- To do:
Please report how many lines in the data underneath hold the word "async", with no other text.

- Dataset entries:
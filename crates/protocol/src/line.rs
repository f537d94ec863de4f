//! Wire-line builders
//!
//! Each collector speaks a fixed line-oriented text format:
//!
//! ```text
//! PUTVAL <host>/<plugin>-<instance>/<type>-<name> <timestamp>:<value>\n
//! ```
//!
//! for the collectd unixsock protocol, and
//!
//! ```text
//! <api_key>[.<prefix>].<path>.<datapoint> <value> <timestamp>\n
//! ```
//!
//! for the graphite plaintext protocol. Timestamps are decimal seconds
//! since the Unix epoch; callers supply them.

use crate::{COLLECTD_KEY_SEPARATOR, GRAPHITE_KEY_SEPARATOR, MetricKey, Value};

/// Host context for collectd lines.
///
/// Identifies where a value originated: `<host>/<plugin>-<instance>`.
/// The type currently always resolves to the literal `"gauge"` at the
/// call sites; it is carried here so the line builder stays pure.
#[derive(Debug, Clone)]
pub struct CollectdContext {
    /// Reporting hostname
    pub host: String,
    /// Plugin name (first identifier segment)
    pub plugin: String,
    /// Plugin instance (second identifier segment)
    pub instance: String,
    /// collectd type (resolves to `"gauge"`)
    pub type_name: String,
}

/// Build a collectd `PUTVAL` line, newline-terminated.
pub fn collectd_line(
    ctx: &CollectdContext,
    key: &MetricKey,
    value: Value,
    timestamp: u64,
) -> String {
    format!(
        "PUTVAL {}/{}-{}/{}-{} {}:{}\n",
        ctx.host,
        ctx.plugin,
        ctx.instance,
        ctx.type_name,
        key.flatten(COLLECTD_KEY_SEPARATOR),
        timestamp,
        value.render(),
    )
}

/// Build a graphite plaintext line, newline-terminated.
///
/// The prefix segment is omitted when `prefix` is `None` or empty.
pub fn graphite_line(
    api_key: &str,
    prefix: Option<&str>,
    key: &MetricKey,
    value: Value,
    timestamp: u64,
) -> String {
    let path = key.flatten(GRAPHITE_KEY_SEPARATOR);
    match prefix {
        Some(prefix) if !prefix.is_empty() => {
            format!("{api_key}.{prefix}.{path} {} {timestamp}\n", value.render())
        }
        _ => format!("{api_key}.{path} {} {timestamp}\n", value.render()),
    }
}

...

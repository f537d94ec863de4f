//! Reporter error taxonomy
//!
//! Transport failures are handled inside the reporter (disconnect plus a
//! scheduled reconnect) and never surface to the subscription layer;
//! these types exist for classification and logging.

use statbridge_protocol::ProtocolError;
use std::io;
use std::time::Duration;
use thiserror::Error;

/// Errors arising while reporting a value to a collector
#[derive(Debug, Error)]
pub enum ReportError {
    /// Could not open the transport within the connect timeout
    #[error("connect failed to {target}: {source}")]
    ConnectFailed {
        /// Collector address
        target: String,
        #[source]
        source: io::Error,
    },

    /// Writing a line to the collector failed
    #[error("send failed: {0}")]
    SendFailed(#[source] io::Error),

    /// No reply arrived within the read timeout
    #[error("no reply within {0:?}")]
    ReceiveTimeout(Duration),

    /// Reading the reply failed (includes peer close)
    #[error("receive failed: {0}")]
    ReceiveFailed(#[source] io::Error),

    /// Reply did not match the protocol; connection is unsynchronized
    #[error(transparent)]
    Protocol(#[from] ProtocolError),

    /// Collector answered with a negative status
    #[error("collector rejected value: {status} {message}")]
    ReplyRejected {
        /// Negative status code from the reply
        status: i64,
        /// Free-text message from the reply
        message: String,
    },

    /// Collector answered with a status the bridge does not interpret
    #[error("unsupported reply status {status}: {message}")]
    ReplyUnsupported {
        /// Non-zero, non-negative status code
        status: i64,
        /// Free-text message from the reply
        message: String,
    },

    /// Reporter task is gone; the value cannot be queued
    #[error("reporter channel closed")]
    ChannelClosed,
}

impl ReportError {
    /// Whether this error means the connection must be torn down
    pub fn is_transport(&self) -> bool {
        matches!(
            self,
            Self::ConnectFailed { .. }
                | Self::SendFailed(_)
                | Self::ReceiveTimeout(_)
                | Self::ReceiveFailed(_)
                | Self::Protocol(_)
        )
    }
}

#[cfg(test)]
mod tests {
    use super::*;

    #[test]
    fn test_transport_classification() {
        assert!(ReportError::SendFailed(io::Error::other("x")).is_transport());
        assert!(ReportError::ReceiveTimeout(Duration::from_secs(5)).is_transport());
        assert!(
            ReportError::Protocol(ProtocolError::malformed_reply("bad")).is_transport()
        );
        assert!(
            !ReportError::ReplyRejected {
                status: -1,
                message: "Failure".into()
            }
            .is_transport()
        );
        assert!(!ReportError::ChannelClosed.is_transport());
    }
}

* * *

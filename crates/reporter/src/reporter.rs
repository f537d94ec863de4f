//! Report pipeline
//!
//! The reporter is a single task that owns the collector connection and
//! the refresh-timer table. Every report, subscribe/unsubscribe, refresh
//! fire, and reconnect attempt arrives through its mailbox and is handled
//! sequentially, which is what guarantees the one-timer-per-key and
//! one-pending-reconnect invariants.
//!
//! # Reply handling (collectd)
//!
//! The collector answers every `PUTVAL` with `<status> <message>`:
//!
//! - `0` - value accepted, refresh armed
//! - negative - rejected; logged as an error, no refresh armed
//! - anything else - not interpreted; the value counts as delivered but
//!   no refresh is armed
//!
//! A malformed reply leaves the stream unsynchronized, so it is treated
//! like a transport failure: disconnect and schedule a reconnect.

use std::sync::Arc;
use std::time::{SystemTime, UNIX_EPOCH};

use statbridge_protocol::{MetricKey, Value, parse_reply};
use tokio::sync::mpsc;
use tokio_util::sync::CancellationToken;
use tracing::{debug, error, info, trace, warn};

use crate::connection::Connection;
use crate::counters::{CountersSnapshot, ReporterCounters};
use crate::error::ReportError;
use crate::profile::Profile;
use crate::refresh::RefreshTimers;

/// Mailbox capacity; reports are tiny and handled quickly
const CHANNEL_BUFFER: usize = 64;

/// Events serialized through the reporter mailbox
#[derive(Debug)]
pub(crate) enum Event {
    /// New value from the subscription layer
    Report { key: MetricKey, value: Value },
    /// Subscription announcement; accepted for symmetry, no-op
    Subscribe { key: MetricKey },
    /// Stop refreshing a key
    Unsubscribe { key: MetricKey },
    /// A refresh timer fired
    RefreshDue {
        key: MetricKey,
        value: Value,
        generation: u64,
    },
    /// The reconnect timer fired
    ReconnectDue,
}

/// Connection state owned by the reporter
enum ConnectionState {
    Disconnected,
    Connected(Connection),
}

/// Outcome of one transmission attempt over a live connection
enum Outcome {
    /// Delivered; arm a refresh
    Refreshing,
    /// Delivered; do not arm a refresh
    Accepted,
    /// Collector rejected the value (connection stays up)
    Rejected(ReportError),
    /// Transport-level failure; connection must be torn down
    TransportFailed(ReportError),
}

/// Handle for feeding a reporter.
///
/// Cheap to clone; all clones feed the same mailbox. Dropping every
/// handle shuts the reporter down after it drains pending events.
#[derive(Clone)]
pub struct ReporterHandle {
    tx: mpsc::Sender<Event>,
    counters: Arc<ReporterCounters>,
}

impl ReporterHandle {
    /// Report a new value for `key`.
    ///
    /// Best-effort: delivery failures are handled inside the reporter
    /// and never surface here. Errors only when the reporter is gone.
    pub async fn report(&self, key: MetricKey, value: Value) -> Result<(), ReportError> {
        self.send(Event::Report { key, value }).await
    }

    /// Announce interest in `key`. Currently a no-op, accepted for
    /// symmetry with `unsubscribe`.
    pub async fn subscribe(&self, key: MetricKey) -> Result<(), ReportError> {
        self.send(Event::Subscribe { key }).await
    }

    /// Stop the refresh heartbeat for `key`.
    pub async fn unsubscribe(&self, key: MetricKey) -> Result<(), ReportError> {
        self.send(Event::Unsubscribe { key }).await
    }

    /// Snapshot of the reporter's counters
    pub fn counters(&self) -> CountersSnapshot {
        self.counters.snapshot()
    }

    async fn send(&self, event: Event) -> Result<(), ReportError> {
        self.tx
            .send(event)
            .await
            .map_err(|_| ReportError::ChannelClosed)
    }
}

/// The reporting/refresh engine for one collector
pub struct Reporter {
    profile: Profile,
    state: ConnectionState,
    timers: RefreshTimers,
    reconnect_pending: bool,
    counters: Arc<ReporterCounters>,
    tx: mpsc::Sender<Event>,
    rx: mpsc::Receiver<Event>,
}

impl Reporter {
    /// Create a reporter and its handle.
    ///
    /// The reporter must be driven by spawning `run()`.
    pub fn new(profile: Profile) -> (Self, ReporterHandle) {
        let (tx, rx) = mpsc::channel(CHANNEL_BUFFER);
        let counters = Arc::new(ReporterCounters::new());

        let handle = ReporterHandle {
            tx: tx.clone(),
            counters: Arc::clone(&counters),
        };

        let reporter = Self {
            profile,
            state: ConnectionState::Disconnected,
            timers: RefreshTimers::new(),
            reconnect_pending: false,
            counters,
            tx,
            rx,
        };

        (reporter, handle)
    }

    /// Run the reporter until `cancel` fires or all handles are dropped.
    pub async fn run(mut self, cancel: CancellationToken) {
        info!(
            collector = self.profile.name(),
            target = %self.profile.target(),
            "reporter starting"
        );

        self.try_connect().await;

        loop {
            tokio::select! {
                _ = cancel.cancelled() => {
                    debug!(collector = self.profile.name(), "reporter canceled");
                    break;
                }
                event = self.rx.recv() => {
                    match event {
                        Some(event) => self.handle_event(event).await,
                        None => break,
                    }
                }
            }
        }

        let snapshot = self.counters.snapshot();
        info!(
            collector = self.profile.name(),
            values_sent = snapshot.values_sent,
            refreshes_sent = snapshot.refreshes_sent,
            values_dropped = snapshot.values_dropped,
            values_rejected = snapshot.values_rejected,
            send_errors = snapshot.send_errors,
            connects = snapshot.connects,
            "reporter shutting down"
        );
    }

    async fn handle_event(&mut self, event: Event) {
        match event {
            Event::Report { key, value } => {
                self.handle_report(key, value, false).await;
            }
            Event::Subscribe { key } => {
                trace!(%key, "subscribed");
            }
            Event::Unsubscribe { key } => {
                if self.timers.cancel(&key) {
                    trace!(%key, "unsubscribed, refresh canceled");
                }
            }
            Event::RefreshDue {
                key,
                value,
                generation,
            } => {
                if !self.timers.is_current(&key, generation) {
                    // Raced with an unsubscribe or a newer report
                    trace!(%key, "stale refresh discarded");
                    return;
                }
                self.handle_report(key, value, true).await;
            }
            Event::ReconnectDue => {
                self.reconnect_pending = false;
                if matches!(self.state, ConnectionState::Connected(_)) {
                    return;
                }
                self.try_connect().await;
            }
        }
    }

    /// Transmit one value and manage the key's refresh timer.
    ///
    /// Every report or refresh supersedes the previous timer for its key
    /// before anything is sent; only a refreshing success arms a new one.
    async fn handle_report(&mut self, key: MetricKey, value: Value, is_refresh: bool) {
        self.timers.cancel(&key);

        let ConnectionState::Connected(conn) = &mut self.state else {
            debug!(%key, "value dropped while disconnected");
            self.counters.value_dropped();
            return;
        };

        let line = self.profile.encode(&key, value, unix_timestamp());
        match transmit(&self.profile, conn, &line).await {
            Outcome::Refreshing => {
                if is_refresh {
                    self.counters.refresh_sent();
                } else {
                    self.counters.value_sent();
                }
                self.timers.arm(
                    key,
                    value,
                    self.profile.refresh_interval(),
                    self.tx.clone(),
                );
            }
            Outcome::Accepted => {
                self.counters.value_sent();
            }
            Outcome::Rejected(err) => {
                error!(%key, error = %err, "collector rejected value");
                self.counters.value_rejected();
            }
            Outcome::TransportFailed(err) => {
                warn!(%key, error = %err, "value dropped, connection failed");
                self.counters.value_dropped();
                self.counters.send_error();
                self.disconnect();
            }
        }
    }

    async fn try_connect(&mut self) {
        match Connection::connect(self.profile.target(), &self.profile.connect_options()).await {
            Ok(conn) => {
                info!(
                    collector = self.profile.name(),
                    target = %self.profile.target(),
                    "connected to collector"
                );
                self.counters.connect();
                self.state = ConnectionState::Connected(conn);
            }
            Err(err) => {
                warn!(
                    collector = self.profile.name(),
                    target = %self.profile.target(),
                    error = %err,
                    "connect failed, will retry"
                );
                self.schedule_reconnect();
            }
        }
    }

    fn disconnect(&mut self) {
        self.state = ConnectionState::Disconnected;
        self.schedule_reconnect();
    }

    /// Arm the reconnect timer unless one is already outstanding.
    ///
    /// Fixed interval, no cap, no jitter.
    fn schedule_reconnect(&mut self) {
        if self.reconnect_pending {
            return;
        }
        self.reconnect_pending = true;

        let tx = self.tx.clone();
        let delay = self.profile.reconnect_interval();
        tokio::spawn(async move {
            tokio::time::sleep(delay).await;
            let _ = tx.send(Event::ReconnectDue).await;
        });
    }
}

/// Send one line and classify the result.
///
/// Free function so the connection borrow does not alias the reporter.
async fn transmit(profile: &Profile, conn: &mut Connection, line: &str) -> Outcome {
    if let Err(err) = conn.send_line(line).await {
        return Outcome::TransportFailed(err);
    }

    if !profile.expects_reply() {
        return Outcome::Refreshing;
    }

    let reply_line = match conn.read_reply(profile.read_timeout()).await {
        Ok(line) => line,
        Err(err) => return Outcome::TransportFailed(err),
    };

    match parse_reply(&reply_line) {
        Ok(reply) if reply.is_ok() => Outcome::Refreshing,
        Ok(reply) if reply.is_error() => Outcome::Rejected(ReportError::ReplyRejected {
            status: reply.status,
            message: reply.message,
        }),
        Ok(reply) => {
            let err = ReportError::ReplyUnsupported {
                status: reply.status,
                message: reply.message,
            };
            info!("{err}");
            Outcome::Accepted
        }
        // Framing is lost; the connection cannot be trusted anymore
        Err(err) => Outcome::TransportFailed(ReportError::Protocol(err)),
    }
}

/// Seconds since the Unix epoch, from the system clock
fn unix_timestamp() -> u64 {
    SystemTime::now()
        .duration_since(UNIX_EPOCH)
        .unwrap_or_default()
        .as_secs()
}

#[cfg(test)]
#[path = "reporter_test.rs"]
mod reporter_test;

- Task answer:
10